BEGIN Excerpted data

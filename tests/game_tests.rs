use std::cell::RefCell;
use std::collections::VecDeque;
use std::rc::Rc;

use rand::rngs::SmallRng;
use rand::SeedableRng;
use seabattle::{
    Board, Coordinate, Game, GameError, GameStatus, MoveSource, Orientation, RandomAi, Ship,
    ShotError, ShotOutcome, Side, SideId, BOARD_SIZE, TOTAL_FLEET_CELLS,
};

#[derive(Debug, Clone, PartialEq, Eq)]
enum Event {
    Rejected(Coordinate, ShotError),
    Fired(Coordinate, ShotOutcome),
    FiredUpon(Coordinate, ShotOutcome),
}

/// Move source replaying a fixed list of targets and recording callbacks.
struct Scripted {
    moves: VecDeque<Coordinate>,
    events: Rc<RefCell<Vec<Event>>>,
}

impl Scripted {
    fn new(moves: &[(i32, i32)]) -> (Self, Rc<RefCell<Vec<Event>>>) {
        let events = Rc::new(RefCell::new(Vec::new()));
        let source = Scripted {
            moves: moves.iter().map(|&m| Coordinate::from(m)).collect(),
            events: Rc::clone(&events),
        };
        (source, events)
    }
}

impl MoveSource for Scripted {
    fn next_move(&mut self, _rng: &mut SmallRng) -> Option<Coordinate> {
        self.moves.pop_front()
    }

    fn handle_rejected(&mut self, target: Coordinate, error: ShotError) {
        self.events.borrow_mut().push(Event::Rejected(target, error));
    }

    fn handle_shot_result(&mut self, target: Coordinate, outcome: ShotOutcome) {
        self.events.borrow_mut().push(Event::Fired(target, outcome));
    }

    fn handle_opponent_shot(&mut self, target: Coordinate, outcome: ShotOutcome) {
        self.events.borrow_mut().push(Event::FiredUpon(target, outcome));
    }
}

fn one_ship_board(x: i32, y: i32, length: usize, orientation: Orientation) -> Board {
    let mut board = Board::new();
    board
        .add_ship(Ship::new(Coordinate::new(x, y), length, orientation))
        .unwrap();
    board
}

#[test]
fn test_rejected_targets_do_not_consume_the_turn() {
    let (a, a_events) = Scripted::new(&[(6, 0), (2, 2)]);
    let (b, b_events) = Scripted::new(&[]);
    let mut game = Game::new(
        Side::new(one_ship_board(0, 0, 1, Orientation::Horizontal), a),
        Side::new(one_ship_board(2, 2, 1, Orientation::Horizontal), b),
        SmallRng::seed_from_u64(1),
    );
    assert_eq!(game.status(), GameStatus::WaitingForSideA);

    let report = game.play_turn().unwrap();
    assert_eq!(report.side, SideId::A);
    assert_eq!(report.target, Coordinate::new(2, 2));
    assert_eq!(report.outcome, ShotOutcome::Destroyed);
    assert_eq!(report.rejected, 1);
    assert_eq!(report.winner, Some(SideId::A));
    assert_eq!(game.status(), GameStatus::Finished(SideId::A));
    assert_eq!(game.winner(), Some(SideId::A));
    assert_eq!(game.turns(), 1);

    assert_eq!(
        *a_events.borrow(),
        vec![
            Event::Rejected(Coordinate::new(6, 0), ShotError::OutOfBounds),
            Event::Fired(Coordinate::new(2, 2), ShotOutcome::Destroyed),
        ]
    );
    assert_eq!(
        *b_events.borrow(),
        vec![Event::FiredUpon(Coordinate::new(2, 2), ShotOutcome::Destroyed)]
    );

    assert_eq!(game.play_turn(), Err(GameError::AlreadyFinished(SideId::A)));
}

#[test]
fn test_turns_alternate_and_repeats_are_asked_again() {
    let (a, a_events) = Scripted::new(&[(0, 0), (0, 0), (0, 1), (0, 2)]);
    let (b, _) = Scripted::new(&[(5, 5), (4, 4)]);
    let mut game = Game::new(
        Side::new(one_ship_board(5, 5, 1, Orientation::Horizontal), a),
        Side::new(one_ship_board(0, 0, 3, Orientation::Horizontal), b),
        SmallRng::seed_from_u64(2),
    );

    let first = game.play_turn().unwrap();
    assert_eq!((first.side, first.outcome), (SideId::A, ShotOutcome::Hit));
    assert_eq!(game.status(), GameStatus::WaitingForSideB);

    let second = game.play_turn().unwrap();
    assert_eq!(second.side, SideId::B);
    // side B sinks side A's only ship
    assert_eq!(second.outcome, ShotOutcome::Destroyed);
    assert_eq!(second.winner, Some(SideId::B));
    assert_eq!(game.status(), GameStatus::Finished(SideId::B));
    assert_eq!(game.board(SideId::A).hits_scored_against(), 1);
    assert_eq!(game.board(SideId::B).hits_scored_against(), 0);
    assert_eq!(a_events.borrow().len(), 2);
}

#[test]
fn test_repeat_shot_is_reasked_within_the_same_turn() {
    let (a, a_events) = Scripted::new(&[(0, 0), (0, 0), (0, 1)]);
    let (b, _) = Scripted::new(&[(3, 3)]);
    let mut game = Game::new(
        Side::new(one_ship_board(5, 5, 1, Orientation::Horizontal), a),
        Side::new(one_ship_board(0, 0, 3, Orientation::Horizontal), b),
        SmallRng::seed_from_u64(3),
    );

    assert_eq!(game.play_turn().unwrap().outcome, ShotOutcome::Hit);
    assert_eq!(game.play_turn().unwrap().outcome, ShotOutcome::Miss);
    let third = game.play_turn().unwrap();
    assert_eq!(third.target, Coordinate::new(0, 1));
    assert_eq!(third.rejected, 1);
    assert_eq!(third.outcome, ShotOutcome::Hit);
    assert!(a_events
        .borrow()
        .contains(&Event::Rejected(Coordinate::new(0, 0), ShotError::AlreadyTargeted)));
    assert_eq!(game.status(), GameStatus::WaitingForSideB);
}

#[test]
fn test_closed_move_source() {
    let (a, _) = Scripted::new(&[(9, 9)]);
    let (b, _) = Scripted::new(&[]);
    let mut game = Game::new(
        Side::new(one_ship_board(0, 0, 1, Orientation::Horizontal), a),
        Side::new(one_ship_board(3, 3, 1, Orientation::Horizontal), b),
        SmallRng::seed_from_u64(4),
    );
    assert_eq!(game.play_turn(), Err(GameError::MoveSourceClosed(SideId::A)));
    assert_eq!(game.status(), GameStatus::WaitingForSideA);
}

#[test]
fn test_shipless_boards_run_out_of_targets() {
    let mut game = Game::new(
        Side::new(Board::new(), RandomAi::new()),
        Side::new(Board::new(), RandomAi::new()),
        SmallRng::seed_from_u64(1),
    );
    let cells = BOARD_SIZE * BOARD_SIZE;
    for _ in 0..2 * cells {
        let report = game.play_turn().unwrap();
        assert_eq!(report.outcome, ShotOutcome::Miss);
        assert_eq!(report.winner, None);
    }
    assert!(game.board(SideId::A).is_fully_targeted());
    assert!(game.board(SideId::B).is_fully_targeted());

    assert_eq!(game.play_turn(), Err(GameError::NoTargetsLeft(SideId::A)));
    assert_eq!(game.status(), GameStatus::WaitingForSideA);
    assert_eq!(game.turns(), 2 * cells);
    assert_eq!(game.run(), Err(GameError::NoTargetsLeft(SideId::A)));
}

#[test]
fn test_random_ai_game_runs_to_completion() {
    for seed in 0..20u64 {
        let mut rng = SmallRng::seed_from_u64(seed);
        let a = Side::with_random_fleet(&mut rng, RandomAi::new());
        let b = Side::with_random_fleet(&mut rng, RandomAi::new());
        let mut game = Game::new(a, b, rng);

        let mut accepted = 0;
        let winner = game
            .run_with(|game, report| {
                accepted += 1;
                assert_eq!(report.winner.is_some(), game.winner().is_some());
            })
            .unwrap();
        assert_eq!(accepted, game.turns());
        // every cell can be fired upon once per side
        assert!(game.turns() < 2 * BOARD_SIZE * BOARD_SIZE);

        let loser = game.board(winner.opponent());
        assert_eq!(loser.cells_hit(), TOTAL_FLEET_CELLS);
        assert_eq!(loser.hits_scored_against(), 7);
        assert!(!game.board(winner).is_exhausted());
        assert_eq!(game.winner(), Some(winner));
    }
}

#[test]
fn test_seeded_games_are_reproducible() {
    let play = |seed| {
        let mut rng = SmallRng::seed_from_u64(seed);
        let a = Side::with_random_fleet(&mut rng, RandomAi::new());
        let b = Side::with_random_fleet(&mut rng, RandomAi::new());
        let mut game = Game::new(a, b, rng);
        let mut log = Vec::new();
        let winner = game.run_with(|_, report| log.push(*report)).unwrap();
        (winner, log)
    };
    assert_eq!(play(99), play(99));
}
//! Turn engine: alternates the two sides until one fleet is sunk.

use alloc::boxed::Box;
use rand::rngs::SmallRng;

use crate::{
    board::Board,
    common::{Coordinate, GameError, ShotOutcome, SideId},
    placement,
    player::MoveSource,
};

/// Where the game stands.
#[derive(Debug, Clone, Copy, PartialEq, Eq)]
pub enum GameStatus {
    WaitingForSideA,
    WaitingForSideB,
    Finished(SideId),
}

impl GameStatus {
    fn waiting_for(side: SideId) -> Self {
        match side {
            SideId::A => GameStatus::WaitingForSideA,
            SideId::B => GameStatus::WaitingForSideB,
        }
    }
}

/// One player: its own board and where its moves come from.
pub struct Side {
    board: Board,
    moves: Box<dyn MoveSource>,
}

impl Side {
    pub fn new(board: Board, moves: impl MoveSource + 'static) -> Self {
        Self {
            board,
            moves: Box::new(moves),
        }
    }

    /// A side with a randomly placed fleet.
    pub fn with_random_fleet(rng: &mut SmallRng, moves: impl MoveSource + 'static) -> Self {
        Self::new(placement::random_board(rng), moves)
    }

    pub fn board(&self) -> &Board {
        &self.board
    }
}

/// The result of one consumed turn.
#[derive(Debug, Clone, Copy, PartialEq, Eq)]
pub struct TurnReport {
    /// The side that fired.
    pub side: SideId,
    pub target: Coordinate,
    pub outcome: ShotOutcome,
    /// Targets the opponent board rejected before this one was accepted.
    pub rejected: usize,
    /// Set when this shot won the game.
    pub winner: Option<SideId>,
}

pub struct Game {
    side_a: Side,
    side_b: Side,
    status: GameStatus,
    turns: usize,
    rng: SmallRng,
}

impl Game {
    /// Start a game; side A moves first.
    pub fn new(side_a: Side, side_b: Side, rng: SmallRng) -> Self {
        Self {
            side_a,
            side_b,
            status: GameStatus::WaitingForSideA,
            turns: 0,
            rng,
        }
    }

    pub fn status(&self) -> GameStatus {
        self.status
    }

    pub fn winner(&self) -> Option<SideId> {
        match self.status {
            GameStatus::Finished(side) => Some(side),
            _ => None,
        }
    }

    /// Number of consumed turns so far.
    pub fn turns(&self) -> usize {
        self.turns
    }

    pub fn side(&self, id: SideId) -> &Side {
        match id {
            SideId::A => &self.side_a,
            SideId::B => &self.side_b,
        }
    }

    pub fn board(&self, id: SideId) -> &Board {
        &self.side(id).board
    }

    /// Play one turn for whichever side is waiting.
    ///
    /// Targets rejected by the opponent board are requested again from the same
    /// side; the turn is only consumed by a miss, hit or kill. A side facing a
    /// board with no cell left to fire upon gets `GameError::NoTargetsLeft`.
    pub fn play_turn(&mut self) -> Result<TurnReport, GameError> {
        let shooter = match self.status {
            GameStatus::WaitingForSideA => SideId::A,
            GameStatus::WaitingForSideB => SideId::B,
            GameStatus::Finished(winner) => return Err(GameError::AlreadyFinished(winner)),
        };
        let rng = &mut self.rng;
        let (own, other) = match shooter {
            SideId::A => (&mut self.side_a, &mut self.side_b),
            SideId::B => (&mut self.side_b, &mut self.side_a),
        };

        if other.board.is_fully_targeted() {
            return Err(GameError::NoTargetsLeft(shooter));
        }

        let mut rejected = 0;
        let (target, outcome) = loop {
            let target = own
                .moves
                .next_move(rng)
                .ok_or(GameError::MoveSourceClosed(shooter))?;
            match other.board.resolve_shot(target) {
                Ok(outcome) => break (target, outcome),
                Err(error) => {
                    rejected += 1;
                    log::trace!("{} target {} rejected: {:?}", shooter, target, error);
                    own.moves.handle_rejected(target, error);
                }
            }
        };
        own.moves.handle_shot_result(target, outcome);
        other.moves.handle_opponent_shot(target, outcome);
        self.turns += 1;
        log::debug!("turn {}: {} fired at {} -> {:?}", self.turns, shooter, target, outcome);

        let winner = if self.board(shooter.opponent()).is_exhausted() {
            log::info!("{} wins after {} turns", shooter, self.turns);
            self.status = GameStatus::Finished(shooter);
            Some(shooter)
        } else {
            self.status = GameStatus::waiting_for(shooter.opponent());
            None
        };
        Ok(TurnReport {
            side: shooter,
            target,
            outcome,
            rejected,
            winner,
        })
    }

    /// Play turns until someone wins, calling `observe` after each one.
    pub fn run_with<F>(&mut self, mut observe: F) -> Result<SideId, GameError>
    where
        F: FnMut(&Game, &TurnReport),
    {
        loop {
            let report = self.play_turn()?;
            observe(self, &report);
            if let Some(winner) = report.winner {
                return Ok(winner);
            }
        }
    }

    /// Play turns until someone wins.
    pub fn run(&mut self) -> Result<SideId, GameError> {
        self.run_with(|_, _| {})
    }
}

END Excerpted data

Problem details: Where the string "RefCell" occurs in a line above, count that line, and report solely the final figure.

Answer box: 4